De rechtbank verklaart de beroepen ongegrond.
Deze uitspraak is gedaan door mr. G.H. de Soeten, voorzitter, en mr. A.A. Fase en
mr. S.K.A. Efstratiades, leden, in aanwezigheid van mr. T. van Opzeeland, griffier. De beslissing is in het openbaar uitgesproken op 4 december 2023.
griffier voorzitter
Afschrift verzonden aan partijen op:

Informatie over hoger beroep

Tegen deze uitspraak kunnen partijen binnen zes weken na de verzenddatum hoger beroep instellen bij het gerechtshof ’s-Hertogenbosch (belastingkamer).

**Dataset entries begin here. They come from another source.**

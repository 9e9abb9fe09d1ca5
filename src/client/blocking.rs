//! Blocking DHIS2 client
//!
//! Same surface as [`Dhis2Client`](super::Dhis2Client), executed on the
//! calling thread.

use super::{metadata_params, object_endpoint};
use crate::config::ClientConfig;
use crate::error::Result;
use crate::http::{BlockingHttpClient, RequestConfig};
use crate::models::AnalyticsResponse;
use crate::pagination::{IterateOptions, Page, PageRequest, PagingState};
use crate::types::{JsonObject, JsonValue, Method, QueryParams};
use serde::Serialize;
use std::iter::FusedIterator;
use tracing::debug;

/// Synchronous DHIS2 client
#[derive(Debug, Clone)]
pub struct BlockingDhis2Client {
    http: BlockingHttpClient,
}

impl BlockingDhis2Client {
    /// Create a client from connection settings
    pub fn new(config: ClientConfig) -> Result<Self> {
        Ok(Self {
            http: BlockingHttpClient::new(config)?,
        })
    }

    /// Create a client with default timeout and user agent
    pub fn connect(
        base_url: &str,
        username: impl Into<String>,
        password: impl Into<String>,
    ) -> Result<Self> {
        Self::new(ClientConfig::new(base_url, username, password)?)
    }

    /// Connection settings
    pub fn config(&self) -> &ClientConfig {
        self.http.config()
    }

    // ========================================================================
    // Generic CRUD
    // ========================================================================

    pub fn get(&self, endpoint: &str, params: &QueryParams) -> Result<JsonObject> {
        self.http.get(endpoint, params)
    }

    pub fn post<T: Serialize + ?Sized>(&self, endpoint: &str, body: &T) -> Result<JsonObject> {
        self.send_json(Method::POST, endpoint, body)
    }

    pub fn put<T: Serialize + ?Sized>(&self, endpoint: &str, body: &T) -> Result<JsonObject> {
        self.send_json(Method::PUT, endpoint, body)
    }

    pub fn patch<T: Serialize + ?Sized>(&self, endpoint: &str, body: &T) -> Result<JsonObject> {
        self.send_json(Method::PATCH, endpoint, body)
    }

    pub fn delete(&self, endpoint: &str, params: &QueryParams) -> Result<JsonObject> {
        self.http
            .request(Method::DELETE, endpoint, RequestConfig::new().params(params))
    }

    fn send_json<T: Serialize + ?Sized>(
        &self,
        method: Method,
        endpoint: &str,
        body: &T,
    ) -> Result<JsonObject> {
        let body = serde_json::to_value(body)?;
        self.http
            .request(method, endpoint, RequestConfig::new().json(body))
    }

    // ========================================================================
    // Listing and paging
    // ========================================================================

    /// Fetch a single page of a collection
    pub fn list(&self, request: &PageRequest) -> Result<Page> {
        let body = self.http.request(
            Method::GET,
            &request.endpoint(),
            request.to_request_config(),
        )?;
        Ok(Page::new(body, request.resolved_collection_key()))
    }

    /// Lazily iterate every item of a collection across pages
    ///
    /// See [`Dhis2Client::iterate`](super::Dhis2Client::iterate); the
    /// blocking iterator follows the same rules.
    pub fn iterate(&self, template: PageRequest, options: IterateOptions) -> Items<'_> {
        Items {
            client: self,
            state: Some(PagingState::new(template, options)),
        }
    }

    // ========================================================================
    // Metadata objects
    // ========================================================================

    /// Fetch one metadata object by UID
    pub fn get_metadata<S: AsRef<str>>(
        &self,
        resource: &str,
        uid: &str,
        fields: &[S],
        extra: &QueryParams,
    ) -> Result<JsonObject> {
        let endpoint = format!("{}.json", object_endpoint(resource, uid));
        self.get(&endpoint, &metadata_params(fields, extra))
    }

    pub fn create_metadata<T: Serialize + ?Sized>(
        &self,
        resource: &str,
        payload: &T,
    ) -> Result<JsonObject> {
        self.post(resource, payload)
    }

    pub fn update_metadata<T: Serialize + ?Sized>(
        &self,
        resource: &str,
        uid: &str,
        payload: &T,
    ) -> Result<JsonObject> {
        self.put(&object_endpoint(resource, uid), payload)
    }

    pub fn patch_metadata<T: Serialize + ?Sized>(
        &self,
        resource: &str,
        uid: &str,
        payload: &T,
    ) -> Result<JsonObject> {
        self.patch(&object_endpoint(resource, uid), payload)
    }

    pub fn delete_metadata(&self, resource: &str, uid: &str) -> Result<JsonObject> {
        self.delete(&object_endpoint(resource, uid), &QueryParams::new())
    }

    // ========================================================================
    // Data value sets and analytics
    // ========================================================================

    pub fn push_data_value_set<T: Serialize + ?Sized>(&self, payload: &T) -> Result<JsonObject> {
        self.post("dataValueSets", payload)
    }

    pub fn pull_data_value_set(&self, params: &QueryParams) -> Result<JsonObject> {
        self.get("dataValueSets", params)
    }

    pub fn get_analytics(&self, params: &QueryParams) -> Result<AnalyticsResponse> {
        let raw = self.get("analytics.json", params)?;
        Ok(serde_json::from_value(JsonValue::Object(raw))?)
    }

    /// Release the client and its connection pool
    pub fn close(self) {
        debug!("Closing blocking client for {}", self.config().base_url);
    }
}

/// Lazy item iterator returned by [`BlockingDhis2Client::iterate`]
///
/// Yields `Err` at most once, after which it is exhausted.
#[derive(Debug)]
pub struct Items<'a> {
    client: &'a BlockingDhis2Client,
    state: Option<PagingState>,
}

impl Iterator for Items<'_> {
    type Item = Result<JsonValue>;

    fn next(&mut self) -> Option<Self::Item> {
        loop {
            let state = self.state.as_mut()?;
            if let Some(item) = state.pop_item() {
                return Some(Ok(item));
            }
            let request = state.next_request()?;

            match self.client.list(&request) {
                Ok(page) => state.absorb(page),
                Err(e) => {
                    self.state = None;
                    return Some(Err(e));
                }
            }
        }
    }
}

impl FusedIterator for Items<'_> {}
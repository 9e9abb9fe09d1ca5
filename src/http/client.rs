//! Async HTTP transport
//!
//! Issues one request per call against the configured base URL with basic
//! auth, then hands status, content type and body to the shared classifier.
//! No retries: a failed request surfaces immediately.

use super::response::parse_response;
use crate::config::ClientConfig;
use crate::error::Result;
use crate::types::{query_pairs, JsonObject, JsonValue, Method, QueryParams};
use reqwest::header::{HeaderMap, CONTENT_TYPE};
use reqwest::Client;
use tracing::{debug, info};

/// Configuration for a single request
#[derive(Debug, Clone, Default)]
pub struct RequestConfig {
    /// Query parameters, in insertion order
    pub query: Vec<(String, String)>,
    /// Request body (JSON)
    pub body: Option<JsonValue>,
}

impl RequestConfig {
    /// Create a new request config
    pub fn new() -> Self {
        Self::default()
    }

    /// Set a query parameter, replacing any earlier value for the key
    #[must_use]
    pub fn query(mut self, key: impl Into<String>, value: impl Into<String>) -> Self {
        let key = key.into();
        self.query.retain(|(k, _)| *k != key);
        self.query.push((key, value.into()));
        self
    }

    /// Merge a parameter map; its keys replace earlier values
    #[must_use]
    pub fn params(mut self, params: &QueryParams) -> Self {
        for key in params.keys() {
            self.query.retain(|(k, _)| k != key);
        }
        self.query.extend(query_pairs(params));
        self
    }

    /// Set JSON body
    #[must_use]
    pub fn json(mut self, body: JsonValue) -> Self {
        self.body = Some(body);
        self
    }

    /// First value recorded for a query key
    pub fn query_value(&self, key: &str) -> Option<&str> {
        self.query
            .iter()
            .find(|(k, _)| k == key)
            .map(|(_, v)| v.as_str())
    }
}

/// Async HTTP client bound to one API base
///
/// Cloning is cheap and shares the underlying connection pool.
#[derive(Clone)]
pub struct HttpClient {
    client: Client,
    config: ClientConfig,
}

impl HttpClient {
    /// Build a client from connection settings
    pub fn new(config: ClientConfig) -> Result<Self> {
        let client = Client::builder()
            .timeout(config.timeout)
            .user_agent(&config.user_agent)
            .build()?;

        debug!("Initialized HTTP client for {}", config.base_url);
        Ok(Self { client, config })
    }

    /// Connection settings
    pub fn config(&self) -> &ClientConfig {
        &self.config
    }

    /// Make a GET request
    pub async fn get(&self, endpoint: &str, params: &QueryParams) -> Result<JsonObject> {
        self.request(Method::GET, endpoint, RequestConfig::new().params(params))
            .await
    }

    /// Make a generic request and decode the JSON object it returns
    pub async fn request(
        &self,
        method: Method,
        endpoint: &str,
        config: RequestConfig,
    ) -> Result<JsonObject> {
        let url = target_url(&self.config, method, endpoint, &config);

        let mut req = self
            .client
            .request(method.into(), &url)
            .basic_auth(&self.config.username, Some(&self.config.password));

        if !config.query.is_empty() {
            req = req.query(&config.query);
        }
        if let Some(ref body) = config.body {
            req = req.json(body);
        }

        let response = req.send().await?;
        let status = response.status().as_u16();
        let content_type = content_type(response.headers());
        let body = response.text().await?;

        parse_response(status, &content_type, &body)
    }
}

impl std::fmt::Debug for HttpClient {
    fn fmt(&self, f: &mut std::fmt::Formatter<'_>) -> std::fmt::Result {
        f.debug_struct("HttpClient")
            .field("config", &self.config)
            .finish_non_exhaustive()
    }
}

/// Resolve `endpoint` against the base URL and log the outgoing request
pub(crate) fn target_url(
    config: &ClientConfig,
    method: Method,
    endpoint: &str,
    request: &RequestConfig,
) -> String {
    let url = config.url(endpoint);
    info!("{} {} params={:?}", method, url, request.query);
    url
}

/// Content type header as a string, empty when absent
pub(crate) fn content_type(headers: &HeaderMap) -> String {
    headers
        .get(CONTENT_TYPE)
        .and_then(|v| v.to_str().ok())
        .unwrap_or_default()
        .to_string()
}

U kunt digitaal beroep instellen via www.rechtspraak.nl. Daar klikt u op “Formulieren en inloggen”. Hoger beroep instellen kan eventueel ook nog steeds door verzending van een brief aan het gerechtshof te ‘s-Hertogenbosch (belastingkamer), Postbus 70583, 5201 CZ ’s-Hertogenbosch.
Bij het instellen van het hoger beroep dient het volgende in acht te worden genomen:
1. bij het hogerberoepschrift wordt een afschrift van deze uitspraak overgelegd;
2. het hogerberoepschrift moet, indien het op papier wordt ingediend, ondertekend zijn. Verder moet het ten minste het volgende vermelden:
a. de naam en het adres van de indiener;
b. de datum van verzending;
c. een omschrijving van de uitspraak waartegen het hoger beroep is ingesteld;
d. de redenen waarom u het niet eens bent met de uitspraak (de gronden van het hoger beroep).